Defiance is the boatload of crazy that I just love to sit back and take it all in.
This week in the city of Defiance women started going missing. Their adrenaline, it seems, was being harvested through a gnarly nightmare-inducing machine for adrenaline inducing drugs meant to be taken by soldiers. What kicked the episode into action was that one of the women kidnapped was Kenya: Amanda’s sister, Nolan’s lover, and owner of Need/Want. And yes, these women needed to be saved. Like women always do on television. Nope, I’m not kidding, that’s what this week’s episode was about. And once again I ate it all up, even though it was crazy sauce.
On to how I felt about the whole thing:
Firstly, I could use fewer damsels in distress and more powerhouse women on television in general. But I would be the one hundred millionth person to lament this, so I’ll mostly steer clear and move on to what the biggest flaw in “A Well Respected Man” was, in my view: the central relationship between Irisa and Nolan was completely nonexistent.
Irisa did not once make an appearance in “A Well Respected Man”. I felt a lack of her presence was a poor move on the showrunner’s part because the series still relies on that relationship as the heavy emotional center gluing the entire series together in its infancy. This series is still a baby and has absolutely no guarantee that it will succeed. Sure, SyFy poured every penny it possibly had into a budget to put this show on the air. Sure, it’s paired with a video game, but the franchise being cool and different in no way guarantees its success. With Irisa and Nolan being the emotional center (Irisa in particular), it’s problematic to have her simply not exist and make no mention of the Deputy Sheriff and our favorite Irathient.
Clearly this episode was built to foster a relationship between the sisters and the fans. A lot of time was spent on the exposition regarding how Amanda and Kenya survived the Pale Wars, giving the viewers a particular soft spot for Amanda, who has been a pawn and lackluster leader up until this point in the series. She and her sister Kenya each feel like one-trick ponies (Amanda as an overly emotional and easily manipulated mess, Kenya as a sex-crazed prostitute), but this episode definitely opened them up to improvement. Kenya practiced some heroics while Amanda proved she could play political games to get what she needs—but at what cost? They’re both tentatively strong characters, but they’ve yet to prove themselves as a Starbuck, Inara, or similarly strong female leads.

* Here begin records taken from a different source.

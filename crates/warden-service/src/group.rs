//! Group manager: CRUD over user groups and their member sets.

use std::collections::HashSet;

use tracing::{debug, info, warn};
use uuid::Uuid;
use warden_core::error::{WardenError, WardenResult};
use warden_core::models::group::{CreateGroup, Group, GroupListItem, GroupMemberView, UpdateGroup};
use warden_core::models::user::UserSummary;
use warden_core::outcome::Outcome;
use warden_core::repository::{GroupMemberRepository, GroupRepository};

/// Drop repeated ids, keeping the first occurrence of each.
pub(crate) fn dedup_ordered<T: Copy + Eq + std::hash::Hash>(items: Vec<T>) -> Vec<T> {
    let mut seen = HashSet::new();
    items.into_iter().filter(|item| seen.insert(*item)).collect()
}

pub(crate) fn required_name(field: &str, raw: &str) -> WardenResult<String> {
    let name = raw.trim();
    if name.is_empty() {
        return Err(WardenError::validation(format!("{field} is required")));
    }
    Ok(name.to_string())
}

/// Manages user groups.
///
/// Generic over the group and membership repositories so the manager
/// has no dependency on the database crate.
pub struct GroupManager<G: GroupRepository, M: GroupMemberRepository> {
    groups: G,
    members: M,
}

impl<G: GroupRepository, M: GroupMemberRepository> GroupManager<G, M> {
    pub fn new(groups: G, members: M) -> Self {
        Self { groups, members }
    }

    /// Create a regular, visible group and return its id.
    pub async fn create_group(
        &self,
        creator_id: Uuid,
        name: &str,
        description: &str,
    ) -> WardenResult<Uuid> {
        let name = required_name("group name", name)?;
        let group = self
            .groups
            .create(CreateGroup::new(creator_id, name, description.trim()))
            .await?;
        info!(group_id = %group.id, %creator_id, "Group created");
        Ok(group.id)
    }

    /// Delete a group. Built-in and unknown groups are left alone and
    /// reported as having no effect.
    pub async fn delete_group(&self, group_id: Uuid) -> WardenResult<Outcome<()>> {
        if self.groups.delete(group_id).await? {
            info!(%group_id, "Group deleted");
            return Ok(Outcome::Done(()));
        }

        match self.groups.get_by_id(group_id).await {
            Ok(group) if group.built_in => {
                warn!(%group_id, "Refusing to delete built-in group");
                Ok(Outcome::no_effect("group is built-in"))
            }
            Ok(_) | Err(WardenError::NotFound { .. }) => {
                Ok(Outcome::no_effect("group does not exist"))
            }
            Err(e) => Err(e),
        }
    }

    pub async fn update_group(
        &self,
        group_id: Uuid,
        input: UpdateGroup,
    ) -> WardenResult<Outcome<Group>> {
        let input = UpdateGroup {
            name: input
                .name
                .map(|n| required_name("group name", &n))
                .transpose()?,
            description: input.description.map(|d| d.trim().to_string()),
        };

        match self.groups.update(group_id, input).await {
            Ok(group) => Ok(Outcome::Done(group)),
            Err(WardenError::NotFound { .. }) => Ok(Outcome::no_effect("group does not exist")),
            Err(e) => Err(e),
        }
    }

    /// Administrative lookup; hidden groups are returned too.
    pub async fn get_group(&self, group_id: Uuid) -> WardenResult<Group> {
        self.groups.get_by_id(group_id).await
    }

    pub async fn list_groups(&self) -> WardenResult<Vec<GroupListItem>> {
        let groups = self.groups.list_visible().await?;
        Ok(groups.iter().map(Group::list_item).collect())
    }

    /// Add users to a group in one atomic batch.
    ///
    /// An empty set succeeds without touching storage. Ids repeated in
    /// `user_ids` are written once.
    pub async fn add_members(
        &self,
        group_id: Uuid,
        creator_id: Uuid,
        user_ids: Vec<Uuid>,
    ) -> WardenResult<bool> {
        if user_ids.is_empty() {
            return Ok(true);
        }
        self.groups.get_by_id(group_id).await?;

        let user_ids = dedup_ordered(user_ids);
        debug!(%group_id, count = user_ids.len(), "Adding group members");
        self.members
            .add_group_members(group_id, creator_id, user_ids)
            .await
    }

    pub async fn remove_members(&self, membership_ids: Vec<Uuid>) -> WardenResult<Outcome<()>> {
        let membership_ids = dedup_ordered(membership_ids);
        if self.members.remove_group_members(membership_ids).await? {
            Ok(Outcome::Done(()))
        } else {
            Ok(Outcome::no_effect("no membership matched"))
        }
    }

    pub async fn list_members(&self) -> WardenResult<Vec<GroupMemberView>> {
        self.members.list_group_members().await
    }

    pub async fn eligible_users(&self, group_id: Uuid) -> WardenResult<Vec<UserSummary>> {
        self.members.list_eligible_users(group_id).await
    }

    /// Visible groups the user belongs to.
    pub async fn user_groups(&self, user_id: Uuid) -> WardenResult<Vec<GroupListItem>> {
        let groups = self.members.get_user_groups(user_id).await?;
        Ok(groups.iter().map(Group::list_item).collect())
    }
}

- Sure, the adrenaline being collected felt quite a bit like Zydrate (it was even the same beautiful blue color) from Repo: The Genetic Opera, but I won’t fault these media for belonging to the same genre and using the same gimmicks to attract their audience.

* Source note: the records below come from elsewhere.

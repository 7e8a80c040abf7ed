//! SurrealDB implementation of [`GroupRepository`].

use chrono::{DateTime, Utc};
use surrealdb::{Connection, Surreal};
use surrealdb_types::SurrealValue;
use tracing::debug;
use uuid::Uuid;
use warden_core::error::WardenResult;
use warden_core::models::group::{CreateGroup, Group, UpdateGroup};
use warden_core::models::role::MemberKind;
use warden_core::models::resource::GranteeKind;
use warden_core::repository::GroupRepository;

use super::{delete_guarded, parse_uuid};
use crate::error::DbError;

/// DB-side row struct that includes the record ID via `meta::id(id)`.
#[derive(Debug, SurrealValue)]
pub(super) struct GroupRecord {
    record_id: String,
    name: String,
    description: String,
    built_in: bool,
    visible: bool,
    creator_id: String,
    created_at: DateTime<Utc>,
}

impl GroupRecord {
    pub(super) fn try_into_group(self) -> Result<Group, DbError> {
        Ok(Group {
            id: parse_uuid("group", &self.record_id)?,
            name: self.name,
            description: self.description,
            built_in: self.built_in,
            visible: self.visible,
            creator_id: parse_uuid("creator", &self.creator_id)?,
            created_at: self.created_at,
        })
    }
}

/// SurrealDB implementation of the Group repository.
#[derive(Clone)]
pub struct SurrealGroupRepository<C: Connection> {
    db: Surreal<C>,
}

impl<C: Connection> SurrealGroupRepository<C> {
    pub fn new(db: Surreal<C>) -> Self {
        Self { db }
    }
}

impl<C: Connection> GroupRepository for SurrealGroupRepository<C> {
    async fn create(&self, input: CreateGroup) -> WardenResult<Group> {
        let id_str = Uuid::new_v4().to_string();

        let result = self
            .db
            .query(
                "CREATE type::record('user_group', $id) SET \
                 name = $name, description = $description, \
                 built_in = $built_in, visible = $visible, \
                 creator_id = $creator_id; \
                 SELECT meta::id(id) AS record_id, * \
                 FROM type::record('user_group', $id);",
            )
            .bind(("id", id_str.clone()))
            .bind(("name", input.name))
            .bind(("description", input.description))
            .bind(("built_in", input.built_in))
            .bind(("visible", input.visible))
            .bind(("creator_id", input.creator_id.to_string()))
            .await
            .map_err(DbError::from)?;

        let mut result = result
            .check()
            .map_err(|e| DbError::from_write("group", e))?;

        let rows: Vec<GroupRecord> = result.take(1).map_err(DbError::from)?;
        let row = rows.into_iter().next().ok_or_else(|| DbError::NotFound {
            entity: "group".into(),
            id: id_str,
        })?;
        Ok(row.try_into_group()?)
    }

    async fn get_by_id(&self, id: Uuid) -> WardenResult<Group> {
        let id_str = id.to_string();

        let mut result = self
            .db
            .query("SELECT meta::id(id) AS record_id, * FROM type::record('user_group', $id)")
            .bind(("id", id_str.clone()))
            .await
            .map_err(DbError::from)?;

        let rows: Vec<GroupRecord> = result.take(0).map_err(DbError::from)?;
        let row = rows.into_iter().next().ok_or_else(|| DbError::NotFound {
            entity: "group".into(),
            id: id_str,
        })?;
        Ok(row.try_into_group()?)
    }

    async fn update(&self, id: Uuid, input: UpdateGroup) -> WardenResult<Group> {
        let id_str = id.to_string();

        let mut sets = Vec::new();
        if input.name.is_some() {
            sets.push("name = $name");
        }
        if input.description.is_some() {
            sets.push("description = $description");
        }
        // Touch a field so the statement stays valid when nothing changes.
        if sets.is_empty() {
            sets.push("name = name");
        }

        let query = format!(
            "UPDATE type::record('user_group', $id) SET {}; \
             SELECT meta::id(id) AS record_id, * \
             FROM type::record('user_group', $id);",
            sets.join(", ")
        );

        let mut builder = self.db.query(&query).bind(("id", id_str.clone()));
        if let Some(name) = input.name {
            builder = builder.bind(("name", name));
        }
        if let Some(description) = input.description {
            builder = builder.bind(("description", description));
        }

        let result = builder.await.map_err(DbError::from)?;
        let mut result = result
            .check()
            .map_err(|e| DbError::Query(e.to_string()))?;

        let rows: Vec<GroupRecord> = result.take(1).map_err(DbError::from)?;
        let row = rows.into_iter().next().ok_or_else(|| DbError::NotFound {
            entity: "group".into(),
            id: id_str,
        })?;
        Ok(row.try_into_group()?)
    }

    async fn delete(&self, id: Uuid) -> WardenResult<bool> {
        // Membership rows and grants pointing at the group go with it.
        let deleted = delete_guarded(
            &self.db,
            "user_group",
            id,
            vec![
                "DELETE group_member WHERE group_id = $id".into(),
                format!(
                    "DELETE role_member WHERE member_kind = '{}' AND member_id = $id",
                    MemberKind::Group.as_str()
                ),
                format!(
                    "DELETE permission_grant WHERE grantee_kind = '{}' AND grantee_id = $id",
                    GranteeKind::Group.as_str()
                ),
            ],
        )
        .await?;
        if deleted {
            debug!(group_id = %id, "Group deleted with its memberships");
        }

        Ok(deleted)
    }

    async fn list_visible(&self) -> WardenResult<Vec<Group>> {
        let mut result = self
            .db
            .query(
                "SELECT meta::id(id) AS record_id, * FROM user_group \
                 WHERE visible = true \
                 ORDER BY created_at ASC",
            )
            .await
            .map_err(DbError::from)?;

        let rows: Vec<GroupRecord> = result.take(0).map_err(DbError::from)?;
        Ok(rows
            .into_iter()
            .map(GroupRecord::try_into_group)
            .collect::<Result<Vec<_>, DbError>>()?)
    }
}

- Stahma Tarr is clearly the strong female character that I’m looking for. She knows exactly how to get what she wants and she is a total, sly badass while doing so.

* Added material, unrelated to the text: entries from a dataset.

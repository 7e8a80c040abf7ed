//! Repository trait definitions for data access abstraction.
//!
//! All repository operations are async. Single-entity lookups return
//! [`WardenError::NotFound`](crate::error::WardenError::NotFound) when the
//! row is missing; list operations return an empty collection instead.

use serde::{Deserialize, Serialize};
use uuid::Uuid;

use crate::error::WardenResult;
use crate::models::{
    group::{CreateGroup, Group, GroupMemberView, UpdateGroup},
    resource::{CreateResource, Grantee, GranteeKind, ResourceNode},
    role::{CreateRole, Role, RoleMember, RoleMemberRef, UpdateRole},
    title::{CreateTitle, Title},
    user::{CreateUser, UpdateUser, User, UserSummary},
};

/// Pagination parameters for list queries.
#[derive(Debug, Clone, Copy, PartialEq, Eq)]
pub struct Pagination {
    pub offset: u64,
    pub limit: u64,
}

impl Default for Pagination {
    fn default() -> Self {
        Self {
            offset: 0,
            limit: 50,
        }
    }
}

impl Pagination {
    /// Build from a caller-supplied 1-based page number and page size.
    ///
    /// Values are never trusted: the page is clamped to at least 1, a
    /// non-positive size falls back to `default_size`, and the size is
    /// capped at `max_size`.
    pub fn from_page(page: i64, page_size: i64, default_size: u64, max_size: u64) -> Self {
        let max_size = max_size.max(1);
        let limit = if page_size <= 0 {
            default_size
        } else {
            page_size as u64
        }
        .clamp(1, max_size);
        let page = page.max(1) as u64;
        Self {
            offset: (page - 1).saturating_mul(limit),
            limit,
        }
    }
}

/// Raw paging values as supplied by a caller. Never used in a query
/// directly; see [`PageRequest::clamp`].
#[derive(Debug, Clone, Copy, Default, PartialEq, Eq, Serialize, Deserialize)]
#[serde(rename_all = "camelCase")]
pub struct PageRequest {
    pub page: i64,
    pub page_size: i64,
}

impl PageRequest {
    pub fn new(page: i64, page_size: i64) -> Self {
        Self { page, page_size }
    }

    pub fn clamp(self, default_size: u64, max_size: u64) -> Pagination {
        Pagination::from_page(self.page, self.page_size, default_size, max_size)
    }
}

/// A paginated result set.
#[derive(Debug, Clone, Serialize)]
pub struct PaginatedResult<T> {
    pub items: Vec<T>,
    pub total: u64,
    pub offset: u64,
    pub limit: u64,
}

impl<T> PaginatedResult<T> {
    /// Page through a fully materialised, already ordered list.
    pub fn from_items(items: Vec<T>, pagination: Pagination) -> Self {
        let total = items.len() as u64;
        let items = items
            .into_iter()
            .skip(pagination.offset as usize)
            .take(pagination.limit as usize)
            .collect();
        Self {
            items,
            total,
            offset: pagination.offset,
            limit: pagination.limit,
        }
    }
}

// ---------------------------------------------------------------------------
// Principals
// ---------------------------------------------------------------------------

pub trait UserRepository: Send + Sync {
    fn create(&self, input: CreateUser) -> impl Future<Output = WardenResult<User>> + Send;
    fn get_by_id(&self, id: Uuid) -> impl Future<Output = WardenResult<User>> + Send;
    fn update(
        &self,
        id: Uuid,
        input: UpdateUser,
    ) -> impl Future<Output = WardenResult<User>> + Send;
    /// Soft-enable or soft-disable a user. Returns whether a row matched.
    fn set_validity(
        &self,
        id: Uuid,
        validity: bool,
    ) -> impl Future<Output = WardenResult<bool>> + Send;
    /// Valid users ordered by login name, optionally filtered by a
    /// substring of name or login name.
    fn list(
        &self,
        search: Option<String>,
        pagination: Pagination,
    ) -> impl Future<Output = WardenResult<PaginatedResult<User>>> + Send;
}

pub trait GroupRepository: Send + Sync {
    /// Insert a group and return it, including its generated key.
    fn create(&self, input: CreateGroup) -> impl Future<Output = WardenResult<Group>> + Send;
    /// Administrative lookup, not filtered by visibility.
    fn get_by_id(&self, id: Uuid) -> impl Future<Output = WardenResult<Group>> + Send;
    fn update(
        &self,
        id: Uuid,
        input: UpdateGroup,
    ) -> impl Future<Output = WardenResult<Group>> + Send;
    /// Delete a non-built-in group. Returns `false` when nothing was removed.
    fn delete(&self, id: Uuid) -> impl Future<Output = WardenResult<bool>> + Send;
    /// Visible groups in creation order.
    fn list_visible(&self) -> impl Future<Output = WardenResult<Vec<Group>>> + Send;
}

pub trait RoleRepository: Send + Sync {
    fn create(&self, input: CreateRole) -> impl Future<Output = WardenResult<Role>> + Send;
    fn get_by_id(&self, id: Uuid) -> impl Future<Output = WardenResult<Role>> + Send;
    fn get_by_name(&self, name: String) -> impl Future<Output = WardenResult<Role>> + Send;
    fn update(
        &self,
        id: Uuid,
        input: UpdateRole,
    ) -> impl Future<Output = WardenResult<Role>> + Send;
    /// Delete a non-built-in role with its membership rows and grants.
    /// Returns `false` when nothing was removed.
    fn delete(&self, id: Uuid) -> impl Future<Output = WardenResult<bool>> + Send;
    /// Roles in creation order, optionally filtered by a name substring.
    fn list(
        &self,
        search: Option<String>,
        pagination: Pagination,
    ) -> impl Future<Output = WardenResult<PaginatedResult<Role>>> + Send;
}

pub trait TitleRepository: Send + Sync {
    fn create(&self, input: CreateTitle) -> impl Future<Output = WardenResult<Title>> + Send;
    fn get_by_id(&self, id: Uuid) -> impl Future<Output = WardenResult<Title>> + Send;
    fn list(&self) -> impl Future<Output = WardenResult<Vec<Title>>> + Send;
    fn add_user(
        &self,
        title_id: Uuid,
        user_id: Uuid,
    ) -> impl Future<Output = WardenResult<()>> + Send;
    fn remove_user(
        &self,
        title_id: Uuid,
        user_id: Uuid,
    ) -> impl Future<Output = WardenResult<bool>> + Send;
}

// ---------------------------------------------------------------------------
// Membership store
// ---------------------------------------------------------------------------

pub trait GroupMemberRepository: Send + Sync {
    /// Insert one membership row per user id as a single atomic batch.
    /// An empty `user_ids` succeeds without touching storage.
    fn add_group_members(
        &self,
        group_id: Uuid,
        creator_id: Uuid,
        user_ids: Vec<Uuid>,
    ) -> impl Future<Output = WardenResult<bool>> + Send;

    /// Delete membership rows by relation id as a single atomic batch.
    /// Returns `true` iff at least one row was removed.
    fn remove_group_members(
        &self,
        membership_ids: Vec<Uuid>,
    ) -> impl Future<Output = WardenResult<bool>> + Send;

    /// All memberships of valid users in visible groups, in user creation order.
    fn list_group_members(
        &self,
    ) -> impl Future<Output = WardenResult<Vec<GroupMemberView>>> + Send;

    /// Valid, non-system users not in the group, ordered by login name.
    fn list_eligible_users(
        &self,
        group_id: Uuid,
    ) -> impl Future<Output = WardenResult<Vec<UserSummary>>> + Send;

    /// Visible groups the user belongs to.
    fn get_user_groups(&self, user_id: Uuid)
    -> impl Future<Output = WardenResult<Vec<Group>>> + Send;
}

pub trait RoleMemberRepository: Send + Sync {
    /// Insert one role membership row per reference as a single atomic batch.
    fn add_role_members(
        &self,
        role_id: Uuid,
        creator_id: Uuid,
        members: Vec<RoleMemberRef>,
    ) -> impl Future<Output = WardenResult<bool>> + Send;

    fn remove_role_member(
        &self,
        membership_id: Uuid,
    ) -> impl Future<Output = WardenResult<bool>> + Send;

    /// Membership rows of a role whose member is still listable (valid user,
    /// existing title, visible group), in creation order.
    fn list_role_members(
        &self,
        role_id: Uuid,
    ) -> impl Future<Output = WardenResult<Vec<RoleMember>>> + Send;

    /// Distinct valid users reachable through any membership path, ordered
    /// by login name.
    fn list_role_member_users(
        &self,
        role_id: Uuid,
    ) -> impl Future<Output = WardenResult<Vec<UserSummary>>> + Send;

    fn list_eligible_titles(
        &self,
        role_id: Uuid,
    ) -> impl Future<Output = WardenResult<Vec<Title>>> + Send;

    fn list_eligible_groups(
        &self,
        role_id: Uuid,
    ) -> impl Future<Output = WardenResult<Vec<Group>>> + Send;

    fn list_eligible_role_users(
        &self,
        role_id: Uuid,
    ) -> impl Future<Output = WardenResult<Vec<UserSummary>>> + Send;

    /// Roles the user reaches directly, through a title, or through a group.
    fn get_user_roles(&self, user_id: Uuid) -> impl Future<Output = WardenResult<Vec<Role>>> + Send;
}

// ---------------------------------------------------------------------------
// Permission catalog
// ---------------------------------------------------------------------------

pub trait ResourceRepository: Send + Sync {
    fn create(
        &self,
        input: CreateResource,
    ) -> impl Future<Output = WardenResult<ResourceNode>> + Send;
    fn get_by_id(&self, id: Uuid) -> impl Future<Output = WardenResult<ResourceNode>> + Send;
    /// The whole catalog, or only the nodes of one application.
    fn list(
        &self,
        app_id: Option<Uuid>,
    ) -> impl Future<Output = WardenResult<Vec<ResourceNode>>> + Send;
    fn grant(
        &self,
        grantee: Grantee,
        resource_id: Uuid,
    ) -> impl Future<Output = WardenResult<()>> + Send;
    fn revoke(
        &self,
        grantee: Grantee,
        resource_id: Uuid,
    ) -> impl Future<Output = WardenResult<bool>> + Send;
    /// Resource ids granted to any of the given principals of one kind.
    /// May contain duplicates; callers dedup by resource id.
    fn granted_resource_ids(
        &self,
        kind: GranteeKind,
        grantee_ids: Vec<Uuid>,
    ) -> impl Future<Output = WardenResult<Vec<Uuid>>> + Send;
}

#[cfg(test)]
mod tests {
    use super::*;

    #[test]
    fn from_page_clamps_caller_values() {
        assert_eq!(
            Pagination::from_page(0, 0, 20, 100),
            Pagination {
                offset: 0,
                limit: 20
            }
        );
        assert_eq!(
            Pagination::from_page(-3, 10_000, 20, 100),
            Pagination {
                offset: 0,
                limit: 100
            }
        );
        assert_eq!(
            Pagination::from_page(3, 15, 20, 100),
            Pagination {
                offset: 30,
                limit: 15
            }
        );
    }

    #[test]
    fn page_request_defaults_to_first_page() {
        let pagination = PageRequest::default().clamp(20, 100);
        assert_eq!(pagination.offset, 0);
        assert_eq!(pagination.limit, 20);
    }

    #[test]
    fn from_items_slices_and_keeps_total() {
        let page = PaginatedResult::from_items(
            (1..=7).collect::<Vec<u32>>(),
            Pagination {
                offset: 5,
                limit: 5,
            },
        );
        assert_eq!(page.items, vec![6, 7]);
        assert_eq!(page.total, 7);
    }
}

- The McCrawley family doesn’t really do anything for me. My disinterest is continued.
- I’m glad that the Bio-Men speak.
- Daytak being made a member of the city council is the most interesting plot point this series has done in terms of interpersonal drama and politics (literal and non-literal).
- I loved the background behind Amanda and Kenya’s independence, especially the St. Finnegan bit.